- Recorded data
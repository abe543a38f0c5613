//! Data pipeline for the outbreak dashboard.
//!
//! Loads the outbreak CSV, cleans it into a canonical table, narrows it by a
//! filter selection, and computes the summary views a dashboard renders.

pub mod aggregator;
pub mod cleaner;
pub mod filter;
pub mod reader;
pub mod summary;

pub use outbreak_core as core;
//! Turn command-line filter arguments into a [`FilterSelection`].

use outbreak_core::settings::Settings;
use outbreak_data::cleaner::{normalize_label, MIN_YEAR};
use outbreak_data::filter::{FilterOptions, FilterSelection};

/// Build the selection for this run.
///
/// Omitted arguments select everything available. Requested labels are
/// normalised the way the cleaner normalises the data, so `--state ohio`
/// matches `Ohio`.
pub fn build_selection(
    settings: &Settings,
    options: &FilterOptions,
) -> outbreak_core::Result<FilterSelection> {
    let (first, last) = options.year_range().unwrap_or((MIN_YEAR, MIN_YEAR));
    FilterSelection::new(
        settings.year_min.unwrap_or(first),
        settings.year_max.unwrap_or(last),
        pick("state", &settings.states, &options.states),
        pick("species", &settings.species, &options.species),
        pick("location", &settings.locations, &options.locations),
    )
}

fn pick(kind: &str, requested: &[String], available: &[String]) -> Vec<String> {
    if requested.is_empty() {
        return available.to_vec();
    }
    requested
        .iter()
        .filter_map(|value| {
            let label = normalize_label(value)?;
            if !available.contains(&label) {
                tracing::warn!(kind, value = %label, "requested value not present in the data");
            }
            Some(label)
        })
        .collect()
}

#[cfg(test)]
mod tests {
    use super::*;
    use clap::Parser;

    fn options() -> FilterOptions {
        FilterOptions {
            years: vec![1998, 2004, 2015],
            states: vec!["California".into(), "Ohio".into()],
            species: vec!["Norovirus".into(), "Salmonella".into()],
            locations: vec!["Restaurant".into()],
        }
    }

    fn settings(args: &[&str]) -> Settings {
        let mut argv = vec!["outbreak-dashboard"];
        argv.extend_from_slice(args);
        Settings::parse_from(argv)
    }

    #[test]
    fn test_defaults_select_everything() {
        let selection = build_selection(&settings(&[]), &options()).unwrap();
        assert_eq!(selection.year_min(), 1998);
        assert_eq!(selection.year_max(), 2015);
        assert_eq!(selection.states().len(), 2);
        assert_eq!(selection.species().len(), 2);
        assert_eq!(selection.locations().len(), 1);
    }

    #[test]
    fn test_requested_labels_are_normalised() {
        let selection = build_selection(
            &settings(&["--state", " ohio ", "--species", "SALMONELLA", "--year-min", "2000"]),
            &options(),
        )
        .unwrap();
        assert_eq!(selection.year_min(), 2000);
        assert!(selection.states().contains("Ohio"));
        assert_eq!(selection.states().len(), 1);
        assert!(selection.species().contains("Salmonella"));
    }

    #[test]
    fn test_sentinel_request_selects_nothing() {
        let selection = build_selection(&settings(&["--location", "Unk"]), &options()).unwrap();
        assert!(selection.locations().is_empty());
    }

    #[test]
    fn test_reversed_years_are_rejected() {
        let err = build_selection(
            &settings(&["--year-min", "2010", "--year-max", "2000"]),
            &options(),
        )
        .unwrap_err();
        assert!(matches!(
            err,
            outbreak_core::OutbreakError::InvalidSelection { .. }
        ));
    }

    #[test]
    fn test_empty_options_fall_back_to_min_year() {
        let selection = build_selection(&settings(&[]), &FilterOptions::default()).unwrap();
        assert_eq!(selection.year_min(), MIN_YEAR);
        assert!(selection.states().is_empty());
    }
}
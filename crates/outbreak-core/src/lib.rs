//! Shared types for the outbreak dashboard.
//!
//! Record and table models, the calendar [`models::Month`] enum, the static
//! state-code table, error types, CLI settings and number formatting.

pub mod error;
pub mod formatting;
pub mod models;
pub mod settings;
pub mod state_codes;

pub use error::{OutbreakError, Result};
* * *
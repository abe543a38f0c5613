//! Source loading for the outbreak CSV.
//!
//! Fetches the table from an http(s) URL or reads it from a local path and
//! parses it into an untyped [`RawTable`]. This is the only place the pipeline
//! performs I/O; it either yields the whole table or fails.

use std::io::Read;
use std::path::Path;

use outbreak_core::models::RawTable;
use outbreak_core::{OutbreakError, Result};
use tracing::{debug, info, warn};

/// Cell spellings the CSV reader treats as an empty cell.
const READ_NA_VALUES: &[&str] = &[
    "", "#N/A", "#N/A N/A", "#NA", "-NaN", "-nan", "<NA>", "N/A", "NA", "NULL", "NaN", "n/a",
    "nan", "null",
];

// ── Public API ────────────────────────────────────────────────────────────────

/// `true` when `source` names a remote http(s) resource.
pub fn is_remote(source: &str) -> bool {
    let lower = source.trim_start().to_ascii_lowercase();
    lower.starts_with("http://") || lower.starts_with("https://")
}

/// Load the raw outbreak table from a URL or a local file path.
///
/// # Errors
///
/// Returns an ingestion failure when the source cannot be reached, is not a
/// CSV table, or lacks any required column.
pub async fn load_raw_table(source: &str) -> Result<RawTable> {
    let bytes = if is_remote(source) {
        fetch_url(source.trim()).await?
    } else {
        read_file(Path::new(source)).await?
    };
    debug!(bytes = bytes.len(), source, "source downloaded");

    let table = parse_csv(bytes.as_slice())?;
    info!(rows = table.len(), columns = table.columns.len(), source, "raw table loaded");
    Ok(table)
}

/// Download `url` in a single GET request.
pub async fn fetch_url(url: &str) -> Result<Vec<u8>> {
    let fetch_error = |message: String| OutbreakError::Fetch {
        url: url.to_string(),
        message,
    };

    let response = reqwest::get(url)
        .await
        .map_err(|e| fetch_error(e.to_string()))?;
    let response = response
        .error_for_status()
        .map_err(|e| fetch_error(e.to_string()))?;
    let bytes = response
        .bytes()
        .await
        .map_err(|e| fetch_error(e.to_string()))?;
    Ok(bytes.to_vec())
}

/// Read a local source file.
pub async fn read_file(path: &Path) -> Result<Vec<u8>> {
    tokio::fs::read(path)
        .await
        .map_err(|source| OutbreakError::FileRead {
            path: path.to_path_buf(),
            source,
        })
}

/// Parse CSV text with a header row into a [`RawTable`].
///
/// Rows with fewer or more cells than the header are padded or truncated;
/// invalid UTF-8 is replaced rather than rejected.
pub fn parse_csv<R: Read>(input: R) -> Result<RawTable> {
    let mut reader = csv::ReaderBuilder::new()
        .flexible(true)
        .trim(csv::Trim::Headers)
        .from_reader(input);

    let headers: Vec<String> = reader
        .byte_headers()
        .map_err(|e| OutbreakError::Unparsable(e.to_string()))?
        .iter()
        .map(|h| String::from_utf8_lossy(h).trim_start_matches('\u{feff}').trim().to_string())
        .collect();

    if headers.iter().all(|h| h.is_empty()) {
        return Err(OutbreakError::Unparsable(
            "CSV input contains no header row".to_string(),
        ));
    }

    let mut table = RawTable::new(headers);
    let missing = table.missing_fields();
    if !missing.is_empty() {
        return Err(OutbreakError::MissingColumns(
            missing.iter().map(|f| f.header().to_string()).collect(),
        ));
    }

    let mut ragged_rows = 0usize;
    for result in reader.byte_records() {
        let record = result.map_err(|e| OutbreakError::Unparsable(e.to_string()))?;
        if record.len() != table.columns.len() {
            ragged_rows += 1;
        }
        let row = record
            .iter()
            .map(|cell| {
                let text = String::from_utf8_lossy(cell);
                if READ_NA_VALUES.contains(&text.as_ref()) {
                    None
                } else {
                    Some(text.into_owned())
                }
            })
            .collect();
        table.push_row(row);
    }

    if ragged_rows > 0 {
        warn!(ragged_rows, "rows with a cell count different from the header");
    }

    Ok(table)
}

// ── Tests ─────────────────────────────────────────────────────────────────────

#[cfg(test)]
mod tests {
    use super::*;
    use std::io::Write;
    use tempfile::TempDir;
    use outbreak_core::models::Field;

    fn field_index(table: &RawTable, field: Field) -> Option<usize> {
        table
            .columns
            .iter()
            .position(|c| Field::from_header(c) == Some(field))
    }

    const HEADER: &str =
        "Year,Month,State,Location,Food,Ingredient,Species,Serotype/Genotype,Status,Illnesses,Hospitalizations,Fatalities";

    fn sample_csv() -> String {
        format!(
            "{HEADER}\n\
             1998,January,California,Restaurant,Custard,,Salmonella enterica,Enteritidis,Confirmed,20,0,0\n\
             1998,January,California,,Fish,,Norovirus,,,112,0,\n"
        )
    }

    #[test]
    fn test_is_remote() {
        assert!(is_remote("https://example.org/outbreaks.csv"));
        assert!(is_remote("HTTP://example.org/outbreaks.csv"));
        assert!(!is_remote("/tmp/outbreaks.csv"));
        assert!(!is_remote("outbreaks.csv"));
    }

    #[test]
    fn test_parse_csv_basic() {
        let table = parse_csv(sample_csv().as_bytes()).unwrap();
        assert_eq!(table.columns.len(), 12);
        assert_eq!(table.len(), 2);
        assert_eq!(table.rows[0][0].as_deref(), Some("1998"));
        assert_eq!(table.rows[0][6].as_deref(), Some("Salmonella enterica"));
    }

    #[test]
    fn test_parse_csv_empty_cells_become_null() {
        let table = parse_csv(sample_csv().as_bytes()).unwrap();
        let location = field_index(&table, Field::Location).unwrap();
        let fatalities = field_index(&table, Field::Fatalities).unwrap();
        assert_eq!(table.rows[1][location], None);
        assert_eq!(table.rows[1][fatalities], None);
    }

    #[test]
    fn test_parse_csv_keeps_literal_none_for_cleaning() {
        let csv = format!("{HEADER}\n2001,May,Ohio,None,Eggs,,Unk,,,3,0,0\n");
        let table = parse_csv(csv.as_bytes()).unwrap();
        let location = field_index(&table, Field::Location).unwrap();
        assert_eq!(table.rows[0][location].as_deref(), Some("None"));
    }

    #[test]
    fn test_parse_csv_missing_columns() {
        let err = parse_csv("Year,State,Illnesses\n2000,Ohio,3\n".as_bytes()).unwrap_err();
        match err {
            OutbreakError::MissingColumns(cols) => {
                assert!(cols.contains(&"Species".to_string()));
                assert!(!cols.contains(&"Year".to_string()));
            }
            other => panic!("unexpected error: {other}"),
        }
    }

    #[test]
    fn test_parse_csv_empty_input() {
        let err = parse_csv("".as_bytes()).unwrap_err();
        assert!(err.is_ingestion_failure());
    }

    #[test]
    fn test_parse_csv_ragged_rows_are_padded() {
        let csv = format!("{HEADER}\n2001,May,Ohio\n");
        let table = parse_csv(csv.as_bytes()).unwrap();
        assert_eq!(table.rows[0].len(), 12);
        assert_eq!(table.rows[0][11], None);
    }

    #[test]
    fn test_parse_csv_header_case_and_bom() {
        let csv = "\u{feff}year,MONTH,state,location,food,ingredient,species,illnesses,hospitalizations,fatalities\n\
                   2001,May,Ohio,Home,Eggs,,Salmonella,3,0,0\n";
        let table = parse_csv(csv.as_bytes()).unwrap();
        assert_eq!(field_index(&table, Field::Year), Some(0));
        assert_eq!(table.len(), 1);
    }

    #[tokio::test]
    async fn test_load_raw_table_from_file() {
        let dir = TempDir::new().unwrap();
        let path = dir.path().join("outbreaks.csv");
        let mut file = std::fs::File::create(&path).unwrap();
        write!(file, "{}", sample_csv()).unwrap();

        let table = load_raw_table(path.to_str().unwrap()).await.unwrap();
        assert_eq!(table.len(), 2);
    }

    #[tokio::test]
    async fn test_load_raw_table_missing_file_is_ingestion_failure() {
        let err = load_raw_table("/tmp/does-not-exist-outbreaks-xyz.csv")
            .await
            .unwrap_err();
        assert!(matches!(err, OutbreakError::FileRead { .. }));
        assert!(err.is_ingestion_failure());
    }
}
--
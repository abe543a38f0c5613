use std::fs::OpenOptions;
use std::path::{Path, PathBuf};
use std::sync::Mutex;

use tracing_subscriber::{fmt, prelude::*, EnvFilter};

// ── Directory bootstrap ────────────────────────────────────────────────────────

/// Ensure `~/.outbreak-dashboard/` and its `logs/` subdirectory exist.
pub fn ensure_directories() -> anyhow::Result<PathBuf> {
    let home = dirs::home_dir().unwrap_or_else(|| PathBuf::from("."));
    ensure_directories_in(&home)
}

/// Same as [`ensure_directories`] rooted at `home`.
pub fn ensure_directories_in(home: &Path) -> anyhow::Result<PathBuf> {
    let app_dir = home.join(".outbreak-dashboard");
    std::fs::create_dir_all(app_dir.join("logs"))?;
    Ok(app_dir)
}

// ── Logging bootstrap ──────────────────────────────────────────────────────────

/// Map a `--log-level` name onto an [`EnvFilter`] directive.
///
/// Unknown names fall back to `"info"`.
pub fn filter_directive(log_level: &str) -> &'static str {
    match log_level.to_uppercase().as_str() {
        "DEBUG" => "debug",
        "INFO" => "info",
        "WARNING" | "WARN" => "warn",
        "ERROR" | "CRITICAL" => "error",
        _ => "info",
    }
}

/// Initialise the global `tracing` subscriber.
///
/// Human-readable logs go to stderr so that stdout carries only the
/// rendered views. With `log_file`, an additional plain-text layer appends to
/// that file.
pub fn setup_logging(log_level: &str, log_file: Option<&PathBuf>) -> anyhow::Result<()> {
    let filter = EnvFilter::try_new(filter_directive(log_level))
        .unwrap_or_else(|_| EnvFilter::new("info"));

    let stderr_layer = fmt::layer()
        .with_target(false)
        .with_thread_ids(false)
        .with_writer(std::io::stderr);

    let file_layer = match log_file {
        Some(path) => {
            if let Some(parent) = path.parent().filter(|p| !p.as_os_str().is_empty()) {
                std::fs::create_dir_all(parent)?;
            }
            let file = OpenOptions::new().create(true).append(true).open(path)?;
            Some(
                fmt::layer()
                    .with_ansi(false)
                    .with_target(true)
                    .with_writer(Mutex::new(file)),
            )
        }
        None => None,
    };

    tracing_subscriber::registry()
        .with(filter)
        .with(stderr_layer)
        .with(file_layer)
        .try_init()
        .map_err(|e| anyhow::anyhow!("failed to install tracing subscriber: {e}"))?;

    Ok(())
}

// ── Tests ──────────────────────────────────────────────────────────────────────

- Task to carry out
Search the listing above for the word "Restaurant", and copy every line that has it.

- Exercise response
            locations: vec!["Restaurant".into()],
             1998,January,California,Restaurant,Custard,,Salmonella enterica,Enteritidis,Confirmed,20,0,0\n\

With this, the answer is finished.